I'm very confused right now when it comes to my girlfriend (Kerri). I don't feel the same as when I was getting to know her and when we first started going out. I began to really like her, but now I'm not so sure. I still do like her, but not quite so much in that way. I think part of it initially might have just been that I was closer to her than I'd ever been with a girl before.
She's also really protective and seems to worry about other girls "taking me". She doesn't give me much space and I'm finding that kind of annoying (we go to the same school and see each other every day before lunch in either music or social studies and in addition to this I see her a lot more during the rest of the day and it seem like it's too much). Part of the problem with this may just be that I'm quite an individual person and I like to have more space than others. She also keeps complaining about how an old friend of hers hates her and her friends and the conflict that goes on between them. Don't take it the wrong way, I cared and tried to help her about 4 months back, but I keep hearing about small things over and over again (other than a little over 4 months ago, nothing significant has actually happened between them to worry about) and I just don't care too much about it anymore because I feel like she just overreacting. I saw myself liking her a lot longer than this, but everything is starting to get to me. She seemed really upset that her boyfriend who travelled to Germany broke up with her officially sometime last year when he'd been gone for a couple years I think. I am amazed that he didn't break up sooner because a long distance relationship like that is tough, especially with her overprotective personality. She still really likes me and keeps telling me that she loves me so much. It hurts not to feel quite the same way back.

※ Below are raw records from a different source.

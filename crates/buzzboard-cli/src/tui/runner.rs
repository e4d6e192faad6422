use std::time::{Duration, Instant};

use crate::tui::{App, event::TuiEvent, event_loop::EventLoop};

/// Terminal runtime.
///
/// Owns the event loop and the clock every screen reads its `now` from: time
/// elapsed since the runtime was created.
#[derive(Debug)]
pub struct Tui {
    events: EventLoop,
    epoch: Instant,
}

impl Default for Tui {
    fn default() -> Self {
        Self::new()
    }
}

impl Tui {
    pub fn new() -> Self {
        Self {
            events: EventLoop::new(),
            epoch: Instant::now(),
        }
    }

    /// Current instant on the runtime clock.
    pub fn now(&self) -> Duration {
        self.epoch.elapsed()
    }

    /// Sets the tick rate in Hz; `None` stops ticking.
    pub fn set_tick_rate(&mut self, rate: Option<f64>) {
        self.events
            .set_tick_interval(rate.map(|rate| Duration::from_secs_f64(1.0 / rate)));
    }

    /// Caps redraws to `rate` frames per second.
    pub fn set_frame_rate(&mut self, rate: f64) {
        self.events
            .set_min_render_gap(Duration::from_secs_f64(1.0 / rate));
    }

    /// Runs `app` until it asks to exit.
    pub fn run<A>(mut self, app: &mut A) -> anyhow::Result<()>
    where
        A: App,
    {
        app.init(&mut self);

        ratatui::run(|terminal| {
            while !app.should_exit() {
                match self.events.next()? {
                    TuiEvent::Tick => app.update(&mut self),
                    TuiEvent::Render => {
                        let now = self.now();
                        terminal.draw(|f| app.draw(f, now))?;
                    }
                    TuiEvent::Crossterm(event) => app.handle_event(&mut self, event),
                }
            }
            Ok(())
        })
    }
}
use ratatui::{
    prelude::{Buffer, Rect},
    style::{Color, Style},
    text::{Line, Span},
    widgets::{Block as BlockWidget, BlockExt, Widget},
};

/// One key binding shown in a screen's footer.
#[derive(Debug, Clone, Copy)]
pub struct KeyHint<'a> {
    pub keys: &'a [&'a str],
    pub description: &'a str,
    /// Whether the action applies in the current state.
    pub enabled: bool,
}

impl<'a> KeyHint<'a> {
    pub const fn new(keys: &'a [&'a str], description: &'a str) -> Self {
        Self {
            keys,
            description,
            enabled: true,
        }
    }

    #[must_use]
    pub const fn enabled(self, enabled: bool) -> Self {
        Self { enabled, ..self }
    }
}

/// Footer line of key hints; disabled hints are dimmed.
#[derive(Debug)]
pub struct KeyHintDisplay<'a> {
    hints: &'a [KeyHint<'a>],
    block: Option<BlockWidget<'a>>,
}

impl<'a> KeyHintDisplay<'a> {
    pub fn new(hints: &'a [KeyHint<'a>]) -> Self {
        Self { hints, block: None }
    }

    pub fn block(self, block: BlockWidget<'a>) -> Self {
        Self {
            block: Some(block),
            ..self
        }
    }
}

const KEY_STYLE: Style = Style::new().fg(Color::Cyan);
const DESCRIPTION_STYLE: Style = Style::new().fg(Color::White);
const DISABLED_STYLE: Style = Style::new().fg(Color::DarkGray);
const SEPARATOR_STYLE: Style = Style::new().fg(Color::DarkGray);

fn hint_spans<'a>(hints: &[KeyHint<'a>]) -> Vec<Span<'a>> {
    let mut spans = vec![];
    for (i, hint) in hints.iter().enumerate() {
        if i > 0 {
            spans.push(Span::styled(" | ", SEPARATOR_STYLE));
        }
        let (key_style, description_style) = if hint.enabled {
            (KEY_STYLE, DESCRIPTION_STYLE)
        } else {
            (DISABLED_STYLE, DISABLED_STYLE)
        };
        for (j, key) in hint.keys.iter().copied().enumerate() {
            if j > 0 {
                spans.push(Span::styled("/", SEPARATOR_STYLE));
            }
            spans.push(Span::styled(key, key_style));
        }
        spans.push(Span::from(" "));
        spans.push(Span::styled(hint.description, description_style));
    }
    spans
}

impl Widget for KeyHintDisplay<'_> {
    fn render(self, area: Rect, buf: &mut Buffer) {
        self.block.as_ref().render(area, buf);
        let area = self.block.inner_if_some(area);
        Line::from(hint_spans(self.hints)).centered().render(area, buf);
    }
}
use std::time::Duration;

use buzzboard_engine::{Board, CellRef};
use crossterm::event::{Event, KeyCode, KeyEvent};
use ratatui::{
    Frame,
    layout::{Constraint, HorizontalAlignment, Layout, Spacing},
    symbols::merge::MergeStrategy,
    text::Line,
    widgets::{Block as BlockWidget, Padding},
};

use crate::{
    DEFAULT_FRAME_RATE,
    command::play::{
        screens::{clue::ClueScreen, draw_footer, results::ResultsScreen},
        trainer::SharedTrainer,
    },
    tui::{Screen, ScreenTransition, Tui},
    view::widgets::{BoardDisplay, KeyHint, signed_dollars},
};

/// How often the board checks whether it is finished.
const BOARD_TICK_RATE: f64 = 10.0;

#[derive(Clone, Copy, Debug, PartialEq, Eq)]
enum Action {
    Up,
    Down,
    Left,
    Right,
    Open,
    NewBoard,
    Quit,
}

impl Action {
    fn from_key_event(event: &KeyEvent) -> Option<Self> {
        match event.code {
            KeyCode::Char('k') | KeyCode::Up => Some(Self::Up),
            KeyCode::Char('j') | KeyCode::Down => Some(Self::Down),
            KeyCode::Char('h') | KeyCode::Left => Some(Self::Left),
            KeyCode::Char('l') | KeyCode::Right => Some(Self::Right),
            KeyCode::Enter => Some(Self::Open),
            KeyCode::Char('N') => Some(Self::NewBoard),
            KeyCode::Char('q') => Some(Self::Quit),
            _ => None,
        }
    }

    fn hints() -> [KeyHint<'static>; 4] {
        [
            KeyHint::new(&["hjkl", "←↑↓→"], "Move"),
            KeyHint::new(&["Enter"], "Open"),
            KeyHint::new(&["N"], "New board"),
            KeyHint::new(&["q"], "Quit"),
        ]
    }
}

/// Board cursor: a category column and a ladder row.
#[derive(Clone, Copy, Debug, Default, PartialEq, Eq)]
struct Cursor {
    column: usize,
    row: usize,
}

impl Cursor {
    fn cell(self, board: &Board) -> Option<CellRef> {
        let value = board.ladder().values().get(self.row)?;
        (self.column < board.categories().len()).then(|| CellRef::new(self.column, *value))
    }

    fn step(self, action: Action, board: &Board) -> Self {
        let last_column = board.categories().len().saturating_sub(1);
        let last_row = board.ladder().len().saturating_sub(1);
        match action {
            Action::Up => Self {
                row: self.row.saturating_sub(1),
                ..self
            },
            Action::Down => Self {
                row: (self.row + 1).min(last_row),
                ..self
            },
            Action::Left => Self {
                column: self.column.saturating_sub(1),
                ..self
            },
            Action::Right => Self {
                column: (self.column + 1).min(last_column),
                ..self
            },
            Action::Open | Action::NewBoard | Action::Quit => self,
        }
    }

    /// Moves to the first open cell, row by row, if the current one is played.
    fn settle(self, board: &Board) -> Self {
        if self.cell(board).is_some_and(|cell| !board.is_used(cell)) {
            return self;
        }
        board
            .open_cells()
            .next()
            .and_then(|cell| {
                let row = board.ladder().position(cell.value)?;
                Some(Self {
                    column: cell.category,
                    row,
                })
            })
            .unwrap_or(self)
    }
}

#[derive(Debug)]
pub(in crate::command::play) struct BoardScreen {
    trainer: SharedTrainer,
    cursor: Cursor,
    /// The results screen was already shown for the current board.
    results_shown: bool,
}

impl BoardScreen {
    pub(in crate::command::play) fn new(trainer: SharedTrainer) -> Self {
        Self {
            trainer,
            cursor: Cursor::default(),
            results_shown: false,
        }
    }

    fn open(&mut self, now: Duration) -> ScreenTransition {
        let mut trainer = self.trainer.borrow_mut();
        let Some(cell) = trainer.game().board().and_then(|b| self.cursor.cell(b)) else {
            return ScreenTransition::Stay;
        };
        match trainer.game_mut().open_cell(cell, now) {
            Ok(id) => {
                trainer.clear_message();
                drop(trainer);
                ScreenTransition::Push(Box::new(ClueScreen::new(self.trainer.clone(), id)))
            }
            Err(e) => {
                trainer.set_message(e.to_string());
                ScreenTransition::Stay
            }
        }
    }
}

impl Screen for BoardScreen {
    fn on_active(&mut self, tui: &mut Tui) {
        tui.set_tick_rate(Some(BOARD_TICK_RATE));
        tui.set_frame_rate(DEFAULT_FRAME_RATE);
        let trainer = self.trainer.borrow();
        if !trainer.game().is_over() {
            self.results_shown = false;
        }
        if let Some(board) = trainer.game().board() {
            self.cursor = self.cursor.settle(board);
        }
    }

    fn on_inactive(&mut self, _tui: &mut Tui) {}

    fn on_close(&mut self, _tui: &mut Tui) {}

    fn handle_event(&mut self, tui: &mut Tui, event: &Event) -> ScreenTransition {
        let Some(action) = event
            .as_key_press_event()
            .and_then(|event| Action::from_key_event(&event))
        else {
            return ScreenTransition::Stay;
        };
        match action {
            Action::Up | Action::Down | Action::Left | Action::Right => {
                if let Some(board) = self.trainer.borrow().game().board() {
                    self.cursor = self.cursor.step(action, board);
                }
            }
            Action::Open => return self.open(tui.now()),
            Action::NewBoard => {
                let mut trainer = self.trainer.borrow_mut();
                if trainer.new_board(tui.now()) {
                    self.cursor = Cursor::default();
                    self.results_shown = false;
                }
            }
            Action::Quit => return ScreenTransition::Exit,
        }
        ScreenTransition::Stay
    }

    fn update(&mut self, _tui: &mut Tui) -> ScreenTransition {
        if self.results_shown || !self.trainer.borrow().game().is_over() {
            return ScreenTransition::Stay;
        }
        self.results_shown = true;
        self.trainer.borrow_mut().finish_board();
        ScreenTransition::Push(Box::new(ResultsScreen::new(self.trainer.clone())))
    }

    fn draw(&self, frame: &mut Frame, _now: Duration) {
        let trainer = self.trainer.borrow();
        let game = trainer.game();
        let viewport = frame
            .area()
            .centered(Constraint::Max(120), Constraint::Max(40));

        let [top_area, mid_area, bottom_area] = Layout::vertical([
            Constraint::Length(3),
            Constraint::Fill(1),
            Constraint::Length(3),
        ])
        .spacing(Spacing::Overlap(1))
        .areas(viewport);

        let remaining = game.board().map_or(0, Board::remaining);
        let status = Line::from(format!(
            "Score: {}    Clues left: {remaining}",
            signed_dollars(game.score())
        ))
        .centered();
        let top_block = BlockWidget::bordered()
            .title("Buzzboard")
            .title_alignment(HorizontalAlignment::Center)
            .merge_borders(MergeStrategy::Exact);
        frame.render_widget(status, top_block.inner(top_area));
        frame.render_widget(top_block, top_area);

        let board_block = BlockWidget::bordered()
            .padding(Padding::symmetric(1, 0))
            .merge_borders(MergeStrategy::Exact);
        if let Some(board) = game.board() {
            let mut display = BoardDisplay::new(board).block(board_block);
            if let Some(cell) = self.cursor.cell(board) {
                display = display.cursor(cell);
            }
            frame.render_widget(display, mid_area);
        } else {
            frame.render_widget(board_block, mid_area);
        }

        draw_footer(frame, bottom_area, &Action::hints(), trainer.message());
    }
}

#[cfg(test)]
mod tests {
    use buzzboard_engine::{ClueRecord, Game, Round, Settings, SilentNarrator, ValueLadder};

    use super::*;

    fn board() -> Board {
        let pool = (0..3)
            .flat_map(|c| {
                ValueLadder::STANDARD.map(|value| {
                    ClueRecord::new(
                        format!("{c}-{value}"),
                        Round::First,
                        &format!("Topic {c}"),
                        value,
                        "clue",
                        "response",
                    )
                    .unwrap()
                })
            })
            .collect::<Vec<_>>();
        let mut game = Game::new(
            Settings::default().with_category_count(3),
            Box::new(SilentNarrator),
        );
        game.start_board(&pool, Duration::ZERO).unwrap().clone()
    }

    #[test]
    fn test_cursor_stays_on_the_board() {
        let board = board();
        let mut cursor = Cursor::default();
        cursor = cursor.step(Action::Up, &board).step(Action::Left, &board);
        assert_eq!(cursor, Cursor::default());
        for _ in 0..10 {
            cursor = cursor.step(Action::Right, &board).step(Action::Down, &board);
        }
        assert_eq!(cursor, Cursor { column: 2, row: 4 });
        assert_eq!(cursor.cell(&board), Some(CellRef::new(2, 1000)));
    }

    #[test]
    fn test_key_mapping() {
        let key = |code| KeyEvent::from(code);
        assert_eq!(Action::from_key_event(&key(KeyCode::Char('j'))), Some(Action::Down));
        assert_eq!(Action::from_key_event(&key(KeyCode::Enter)), Some(Action::Open));
        assert_eq!(Action::from_key_event(&key(KeyCode::Char('N'))), Some(Action::NewBoard));
        assert_eq!(Action::from_key_event(&key(KeyCode::Char('n'))), None);
    }
}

This part isn't even the part that's really confusing me. I realize that I need to get some space from her or break up because this is obviously going to get worse if I don't do something about it. But what is really confusing me is that just recently I've been thinking of Carolyn again, and it's such a positive yet distant feeling. I first started liking her back in the beginning of gr. 11 (now 2nd semester gr. 12) and I felt like I was over her shortly after the start of this year. Now, it all seems like it's coming back to me. I used to like her so much, it was almost obsessive (I thought about her very often) but I don't interpet this as meaning that I actually did stuff that was obsessive, I was actually very shy. Not only does this make me feel confused, since I thought I was over her and I'm not sure why these feelings are coming back so strong (maybe because I've been viewing Kerri differently in the past couple weeks), but I also feel kind of guilty since I'm going out with Kerri.
I don't want to hurt Kerri, but I think I should end this because I just don't feel quite the same as before (even though we've only been going out a month and a half). One of the parts I am most worried about is that she may break down since she's so insecure with everything about herself, and I'm split between knowing that it shouldn't be my problem if she overreacts and takes a blow to her self-esteem and actually caring about how she feels and not wanting that to happen to her.
I think that she really needs to work on her confidence and self-esteem, and as much as I'd like to help her with that, I don't feel the same about being in a relationship with her as I did before. I just need to get some feedback and help clear up my head with my feelings about all of this.